Quando você faz parte de um grupo historicamente discriminado, seu erro, além de atordoar sua história, será considerado um erro coletivo. Uma mulher se engana no trânsito, e é comum ouvir: “mulher ao volante em constante perigo” ou “vai para a serra”. O inverso não é verdadeiro quando um homem comete o mesmo erro. Ele é responsável por si mesmo, não pelo grupo. Eu sinto que tenho que escalar o Monte Everest todos os dias sem poder escorregar. Um erro durante a escalada pode apagar todas as conquistas anteriores e nunca será uma única falha, falha minha.
Shonda Rhimes, uma das mulheres mais poderosas de Hollywood, criadora de sucessos como Grey’s Anatomy and Scandal, usa a sigla PUD para se referir ao que ela chama de First Unique Differentiated. Shonda foi a primeira morena a ter sua série na televisão americana e foi mais longe ao definir Kerry Washington como o primeiro protagonista negro em O Escândalo.
Shonda sabia que se isso falhasse, poderia ser o fim para ela e as outras mulheres. Como ela disse em entrevistas, pode levar mais duas décadas para uma nova mulher negra conseguir um emprego se a série fracassar.
“Mas como você pode ser duas vezes melhor quando está pelo menos 100 vezes atrás da escravidão, da história, do preconceito, do trauma?” Minha politização começou com o hip-hop. Copiar cartas de Racionais Mc para um caderno. Quando ouvi o rapper Mano Brown dizer a frase acima durante um show em 2006, pareceu vir à minha mente e revelar o que eu vinha questionando há algum tempo. Como poderia ser melhor se realmente estivesse atrasado? Quão ótimo eu seria se realmente me sentisse insuficiente?
Várias vezes pensei que seria promovido no trabalho e não exceda o trabalho no escritório. Já ouvi muitas vezes que não serei eleito por ser muito qualificado para o cargo ou que preciso entender que não serei nomeado para a liderança porque, embora atendesse a todos os critérios e não tivesse ninguém tão bem preparado, não havia tempo,
Quando é a hora? Quando as barreiras raciais que impedem profissionais brilhantes de assumir cargos importantes por serem negros serão quebradas?
Essa busca incessante pela excelência da invisibilidade causa sérios danos aos grupos historicamente oprimidos. Quantas mais gerações de pais de crianças negras terão que avisar que sempre serão julgadas pelo tom de sua pele, não pela inteligência?
Cresci acreditando que a excelência é a forma de derrubar o racismo ou o sexismo.

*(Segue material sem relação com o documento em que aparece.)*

use core::fmt;

/// Errors surfaced by the sampling layer and the byte codecs.
///
/// Arithmetic routines never fail; a tampered ciphertext shows up as a
/// mismatch through [`crate::ct::ct_compare`], not as an `Error`.
#[derive(Debug, Clone, Copy, PartialEq, Eq)]
pub enum Error {
    /// The injected PRF or XOF reported a failure. Passed through without
    /// interpretation.
    Primitive,
    /// Rejection sampling squeezed `blocks` XOF blocks without collecting
    /// a full polynomial. Only a broken random source gets here.
    RejectionSamplingExhausted {
        /// Number of blocks consumed before giving up.
        blocks: usize,
    },
    /// Input byte slice has the wrong length.
    InvalidLength {
        /// Expected byte count.
        expected: usize,
        /// Actual byte count received.
        actual: usize,
    },
}

impl fmt::Display for Error {
    fn fmt(&self, f: &mut fmt::Formatter<'_>) -> fmt::Result {
        match self {
            Self::Primitive => f.write_str("hash primitive failure"),
            Self::RejectionSamplingExhausted { blocks } => {
                write!(f, "rejection sampling exhausted after {blocks} XOF blocks")
            }
            Self::InvalidLength { expected, actual } => {
                write!(f, "invalid length: expected {expected}, got {actual}")
            }
        }
    }
}

impl core::error::Error for Error {}

/// Check that `actual` equals `expected`, reporting both on mismatch.
#[inline]
pub(crate) const fn check_len(expected: usize, actual: usize) -> Result<(), Error> {
    if expected == actual {
        Ok(())
    } else {
        Err(Error::InvalidLength { expected, actual })
    }
}
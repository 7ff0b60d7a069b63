//! Polynomial byte-level encoding (12-bit packing) and message encode/decode.

use crate::{
    compress::{CompressWidth, D1},
    reduce::csubq,
    N, POLYBYTES, Q, SYMBYTES,
};

/// Pack 256 coefficients into 384 bytes, two per three bytes.
///
/// Coefficients must lie in `[0, 2q)`; they are canonicalised first.
pub fn coeffs_to_bytes(r: &mut [u8], a: &[i16; N]) {
    debug_assert!(r.len() >= POLYBYTES);
    debug_assert!(a.iter().all(|c| (0..2 * Q).contains(c)));
    for (out, pair) in r.chunks_exact_mut(3).zip(a.chunks_exact(2)) {
        let t0 = csubq(pair[0]) as u16;
        let t1 = csubq(pair[1]) as u16;
        out[0] = t0 as u8;
        out[1] = ((t0 >> 8) | (t1 << 4)) as u8;
        out[2] = (t1 >> 4) as u8;
    }
}

/// Unpack 384 bytes into 256 twelve-bit coefficients. Values are not
/// checked against q.
pub fn bytes_to_coeffs(r: &mut [i16; N], a: &[u8]) {
    debug_assert!(a.len() >= POLYBYTES);
    for (pair, b) in r.chunks_exact_mut(2).zip(a.chunks_exact(3)) {
        pair[0] = ((b[0] as u16) | (((b[1] as u16) & 0x0F) << 8)) as i16;
        pair[1] = (((b[1] as u16) >> 4) | ((b[2] as u16) << 4)) as i16;
    }
}

pub fn coeffs_to_message(msg: &mut [u8; SYMBYTES], a: &[i16; N]) {
    D1::compress_poly(msg, a);
}

pub fn message_to_coeffs(r: &mut [i16; N], msg: &[u8; SYMBYTES]) {
    D1::decompress_poly(r, msg);
}
//! Sealed compression-width traits and compress/decompress operations.
//!
//! Each compression width (D=1,4,5,10,11) is a zero-sized marker type
//! implementing [`CompressWidth`], so the width is fixed at compile time and
//! the bit-packing layout is chosen without runtime branching. Values are
//! packed least-significant-bit first and may straddle byte boundaries.

use crate::{backend, N, Q, SYMBYTES};

mod sealed {
    pub trait Sealed {}
}

pub trait CompressWidthParams: sealed::Sealed {
    /// Bits per compressed coefficient.
    const D: u32;
    /// Packed bytes per polynomial, `N * D / 8`.
    const POLY_BYTES: usize;
}

pub trait CompressWidth: CompressWidthParams {
    /// Compress `coeffs` (each in `[0, 2q)`) and pack into `r[..POLY_BYTES]`.
    fn compress_poly(r: &mut [u8], coeffs: &[i16; N]);
    /// Unpack `a[..POLY_BYTES]` and decompress into `coeffs`.
    fn decompress_poly(coeffs: &mut [i16; N], a: &[u8]);
}

macro_rules! compress_width {
    ($($name:ident: $d:expr, $poly_bytes:expr),*) => {
        $(
            #[derive(Debug, Clone, Copy)]
            pub struct $name;
            impl sealed::Sealed for $name {}
            impl CompressWidthParams for $name {
                const D: u32 = $d;
                const POLY_BYTES: usize = $poly_bytes;
            }
        )*
    };
}

compress_width!(
    D1: 1, SYMBYTES,
    D4: 4, 128,
    D5: 5, 160,
    D10: 10, 320,
    D11: 11, 352
);

const _: () = {
    assert!(D1::POLY_BYTES == N * D1::D as usize / 8);
    assert!(D4::POLY_BYTES == N * D4::D as usize / 8);
    assert!(D5::POLY_BYTES == N * D5::D as usize / 8);
    assert!(D10::POLY_BYTES == N * D10::D as usize / 8);
    assert!(D11::POLY_BYTES == N * D11::D as usize / 8);
};

/// Compress every coefficient to `D` bits through the active backend.
#[inline]
fn compress_coeffs<D: CompressWidthParams>(a: &[i16; N]) -> [u16; N] {
    debug_assert!(
        a.iter().all(|c| (0..2 * Q).contains(c)),
        "compress input outside [0, 2q)"
    );
    let mut t = [0u16; N];
    backend::dispatch!(compress(&mut t, a, D::D));
    t
}

#[inline]
fn decompress_coeffs<D: CompressWidthParams>(r: &mut [i16; N], t: &[u16; N]) {
    backend::dispatch!(decompress(r, t, D::D));
}

impl CompressWidth for D1 {
    /// `to_msg`: one bit per coefficient, set when the coefficient is closer
    /// to `q/2` than to 0.
    fn compress_poly(r: &mut [u8], a: &[i16; N]) {
        debug_assert!(r.len() >= Self::POLY_BYTES);
        let t = compress_coeffs::<Self>(a);
        for (byte, chunk) in r.iter_mut().zip(t.chunks_exact(8)) {
            let mut b = 0u8;
            for (j, &c) in chunk.iter().enumerate() {
                b |= (c as u8) << j;
            }
            *byte = b;
        }
    }

    /// `from_msg`: bit 0 maps to 0, bit 1 to `(q+1)/2`, via a sign mask.
    fn decompress_poly(r: &mut [i16; N], msg: &[u8]) {
        debug_assert!(msg.len() >= Self::POLY_BYTES);
        for (chunk, &byte) in r.chunks_exact_mut(8).zip(msg) {
            for (j, c) in chunk.iter_mut().enumerate() {
                let mask = 0i16.wrapping_sub(((byte >> j) & 1) as i16);
                *c = mask & ((Q + 1) / 2);
            }
        }
    }
}

impl CompressWidth for D4 {
    fn compress_poly(r: &mut [u8], a: &[i16; N]) {
        debug_assert!(r.len() >= Self::POLY_BYTES);
        let t = compress_coeffs::<Self>(a);
        for (byte, pair) in r.iter_mut().zip(t.chunks_exact(2)) {
            *byte = (pair[0] as u8) | ((pair[1] as u8) << 4);
        }
    }

    fn decompress_poly(r: &mut [i16; N], a: &[u8]) {
        debug_assert!(a.len() >= Self::POLY_BYTES);
        let mut t = [0u16; N];
        for (pair, &byte) in t.chunks_exact_mut(2).zip(a) {
            pair[0] = (byte & 0x0F) as u16;
            pair[1] = (byte >> 4) as u16;
        }
        decompress_coeffs::<Self>(r, &t);
    }
}

impl CompressWidth for D5 {
    fn compress_poly(r: &mut [u8], a: &[i16; N]) {
        debug_assert!(r.len() >= Self::POLY_BYTES);
        let t = compress_coeffs::<Self>(a);
        for (o, s) in r.chunks_exact_mut(5).zip(t.chunks_exact(8)) {
            let s: [u8; 8] = core::array::from_fn(|i| s[i] as u8);
            o[0] = s[0] | (s[1] << 5);
            o[1] = (s[1] >> 3) | (s[2] << 2) | (s[3] << 7);
            o[2] = (s[3] >> 1) | (s[4] << 4);
            o[3] = (s[4] >> 4) | (s[5] << 1) | (s[6] << 6);
            o[4] = (s[6] >> 2) | (s[7] << 3);
        }
    }

    fn decompress_poly(r: &mut [i16; N], a: &[u8]) {
        debug_assert!(a.len() >= Self::POLY_BYTES);
        let mut t = [0u16; N];
        for (o, b) in t.chunks_exact_mut(8).zip(a.chunks_exact(5)) {
            let v = [
                b[0] & 0x1F,
                (b[0] >> 5) | ((b[1] & 0x03) << 3),
                (b[1] >> 2) & 0x1F,
                (b[1] >> 7) | ((b[2] & 0x0F) << 1),
                (b[2] >> 4) | ((b[3] & 0x01) << 4),
                (b[3] >> 1) & 0x1F,
                (b[3] >> 6) | ((b[4] & 0x07) << 2),
                b[4] >> 3,
            ];
            for (o, v) in o.iter_mut().zip(v) {
                *o = v as u16;
            }
        }
        decompress_coeffs::<Self>(r, &t);
    }
}

impl CompressWidth for D10 {
    fn compress_poly(r: &mut [u8], a: &[i16; N]) {
        debug_assert!(r.len() >= Self::POLY_BYTES);
        let t = compress_coeffs::<Self>(a);
        for (o, s) in r.chunks_exact_mut(5).zip(t.chunks_exact(4)) {
            o[0] = s[0] as u8;
            o[1] = ((s[0] >> 8) | (s[1] << 2)) as u8;
            o[2] = ((s[1] >> 6) | (s[2] << 4)) as u8;
            o[3] = ((s[2] >> 4) | (s[3] << 6)) as u8;
            o[4] = (s[3] >> 2) as u8;
        }
    }

    fn decompress_poly(r: &mut [i16; N], a: &[u8]) {
        debug_assert!(a.len() >= Self::POLY_BYTES);
        let mut t = [0u16; N];
        for (o, b) in t.chunks_exact_mut(4).zip(a.chunks_exact(5)) {
            let b: [u16; 5] = core::array::from_fn(|i| b[i] as u16);
            o[0] = b[0] | ((b[1] & 0x03) << 8);
            o[1] = (b[1] >> 2) | ((b[2] & 0x0F) << 6);
            o[2] = (b[2] >> 4) | ((b[3] & 0x3F) << 4);
            o[3] = (b[3] >> 6) | (b[4] << 2);
        }
        decompress_coeffs::<Self>(r, &t);
    }
}

impl CompressWidth for D11 {
    fn compress_poly(r: &mut [u8], a: &[i16; N]) {
        debug_assert!(r.len() >= Self::POLY_BYTES);
        let t = compress_coeffs::<Self>(a);
        for (o, s) in r.chunks_exact_mut(11).zip(t.chunks_exact(8)) {
            o[0] = s[0] as u8;
            o[1] = ((s[0] >> 8) | (s[1] << 3)) as u8;
            o[2] = ((s[1] >> 5) | (s[2] << 6)) as u8;
            o[3] = (s[2] >> 2) as u8;
            o[4] = ((s[2] >> 10) | (s[3] << 1)) as u8;
            o[5] = ((s[3] >> 7) | (s[4] << 4)) as u8;
            o[6] = ((s[4] >> 4) | (s[5] << 7)) as u8;
            o[7] = (s[5] >> 1) as u8;
            o[8] = ((s[5] >> 9) | (s[6] << 2)) as u8;
            o[9] = ((s[6] >> 6) | (s[7] << 5)) as u8;
            o[10] = (s[7] >> 3) as u8;
        }
    }

    fn decompress_poly(r: &mut [i16; N], a: &[u8]) {
        debug_assert!(a.len() >= Self::POLY_BYTES);
        let mut t = [0u16; N];
        for (o, b) in t.chunks_exact_mut(8).zip(a.chunks_exact(11)) {
            let b: [u16; 11] = core::array::from_fn(|i| b[i] as u16);
            o[0] = b[0] | ((b[1] & 0x07) << 8);
            o[1] = (b[1] >> 3) | ((b[2] & 0x3F) << 5);
            o[2] = (b[2] >> 6) | (b[3] << 2) | ((b[4] & 0x01) << 10);
            o[3] = (b[4] >> 1) | ((b[5] & 0x0F) << 7);
            o[4] = (b[5] >> 4) | ((b[6] & 0x7F) << 4);
            o[5] = (b[6] >> 7) | (b[7] << 1) | ((b[8] & 0x03) << 9);
            o[6] = (b[8] >> 2) | ((b[9] & 0x1F) << 6);
            o[7] = (b[9] >> 5) | (b[10] << 3);
        }
        decompress_coeffs::<Self>(r, &t);
    }
}
use anyhow::{anyhow, Context, Result};

use crate::http_client::http_client;

/// Blocking GET returning the response body, or a fatal error carrying the
/// status code on anything outside 2xx. No retries: a failed page aborts the
/// operation and whatever was checkpointed before it stays on disk.
pub fn fetch_page(url: &str, query: &[(&str, &str)]) -> Result<String> {
    let client = http_client()?;
    let mut req = client.get(url);
    if !query.is_empty() {
        req = req.query(query);
    }
    let resp = req
        .send()
        .with_context(|| format!("request failed for {url}"))?;
    let status = resp.status();
    if !status.is_success() {
        return Err(anyhow!(
            "failed to download web page {url}. status code={status}"
        ));
    }
    resp.text()
        .with_context(|| format!("failed reading body from {url}"))
}
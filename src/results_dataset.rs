//! Season-level dataset operations: per-season extraction to JSON, the
//! all-seasons aggregate with its referential check, the match-links dataset,
//! and the bulk match-page downloader driven by it.

use std::fs;

use anyhow::{ensure, Context, Result};
use once_cell::sync::Lazy;
use regex::Regex;
use serde::{Deserialize, Serialize};

use crate::config::Config;
use crate::page_fetch::fetch_page;
use crate::season_results::{parse_season_results, FixtureRecord};
use crate::store::{read_html, write_json_pretty, write_text};

static SEASON_FILE_RE: Lazy<Regex> =
    Lazy::new(|| Regex::new(r"(\d+_\d+)\.html$").expect("valid regex"));

/// Extract one season's records from its downloaded snapshot.
pub fn extract_season(config: &Config, season: &str) -> Result<Vec<FixtureRecord>> {
    let raw_file = config.season_raw_file(season);
    let html =
        read_html(&raw_file).with_context(|| format!("no file found for the {season} season"))?;
    parse_season_results(&html, season).with_context(|| format!("season {season}"))
}

/// Extract one season and write its per-season JSON file. Returns the number
/// of records written.
pub fn process_season(config: &Config, season: &str) -> Result<usize> {
    let records = extract_season(config, season)?;
    write_json_pretty(&config.season_out_file(season), &records)?;
    Ok(records.len())
}

/// Run the extractor over every season snapshot in the results directory
/// (filesystem enumeration order), concatenate, validate, and write the
/// combined `all.json` dataset.
pub fn process_all_seasons(config: &Config) -> Result<Vec<FixtureRecord>> {
    let dir = config.results_raw_dir();
    let mut all = Vec::new();

    for entry in
        fs::read_dir(&dir).with_context(|| format!("read results dir {}", dir.display()))?
    {
        let entry = entry.context("read results dir entry")?;
        let name = entry.file_name();
        let Some(name) = name.to_str() else {
            continue;
        };
        let Some(caps) = SEASON_FILE_RE.captures(name) else {
            continue;
        };
        let season = caps[1].replace('_', "/");
        all.extend(extract_season(config, &season)?);
    }

    validate_match_links(&all)?;
    write_json_pretty(&config.all_results_file(), &all)?;
    Ok(all)
}

/// Referential check: the decimal form of every match id must be the trailing
/// suffix of its match link. A mismatch is a correctness defect, not a
/// warning.
pub fn validate_match_links(records: &[FixtureRecord]) -> Result<()> {
    for record in records {
        let id = record.match_id.to_string();
        ensure!(
            record.match_link.ends_with(&id),
            "match {}: link {:?} does not end with the match id",
            record.match_id,
            record.match_link
        );
    }
    Ok(())
}

/// One row of the match-links dataset used to drive the bulk downloader.
#[derive(Debug, Clone, PartialEq, Serialize, Deserialize)]
pub struct MatchLink {
    pub match_id: u64,
    pub match_link: String,
}

/// Load the previously written combined dataset.
pub fn load_all_results(config: &Config) -> Result<Vec<FixtureRecord>> {
    let path = config.all_results_file();
    let raw = fs::read_to_string(&path)
        .with_context(|| format!("no combined results at {} (run process-all first)", path.display()))?;
    serde_json::from_str(&raw).with_context(|| format!("parse {}", path.display()))
}

pub fn write_match_links(config: &Config, records: &[FixtureRecord]) -> Result<usize> {
    let links = records
        .iter()
        .map(|r| MatchLink {
            match_id: r.match_id,
            match_link: r.match_link.clone(),
        })
        .collect::<Vec<_>>();
    write_json_pretty(&config.match_links_file(), &links)?;
    Ok(links.len())
}

pub fn load_match_links(config: &Config) -> Result<Vec<MatchLink>> {
    let path = config.match_links_file();
    let raw = fs::read_to_string(&path)
        .with_context(|| format!("no match links at {} (run match-links first)", path.display()))?;
    serde_json::from_str(&raw).with_context(|| format!("parse {}", path.display()))
}

#[derive(Debug, Clone, Copy, Default)]
pub struct DownloadSummary {
    pub downloaded: usize,
    pub skipped: usize,
}

/// Fetch every linked match page into the snapshot store. Existing files are
/// skipped unless `force` is set; a failed fetch aborts, but pages already on
/// disk survive.
pub fn download_all_matches(config: &Config, force: bool) -> Result<DownloadSummary> {
    let links = load_match_links(config)?;
    let mut summary = DownloadSummary::default();

    for link in &links {
        let dest = config.match_raw_file(link.match_id);
        if !force && dest.exists() {
            summary.skipped += 1;
            continue;
        }
        let body = fetch_page(&link.match_link, &[])
            .with_context(|| format!("match {}", link.match_id))?;
        write_text(&dest, &body)?;
        summary.downloaded += 1;
    }

    Ok(summary)
}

Eu realmente acreditei nisso até que percebi que quando ele alcançou a linha de chegada, ele estava ocupado. A excelência como arma para combater os privilégios brancos nos desumaniza.
Nós, mulheres negras e todos aqueles que nunca pegam flores, somos especialistas em sobrevivência, somos fortes o suficiente para lutar por nós e por nossos filhos, mas também quero que a lei seja medíocre sem ser condenada por ela.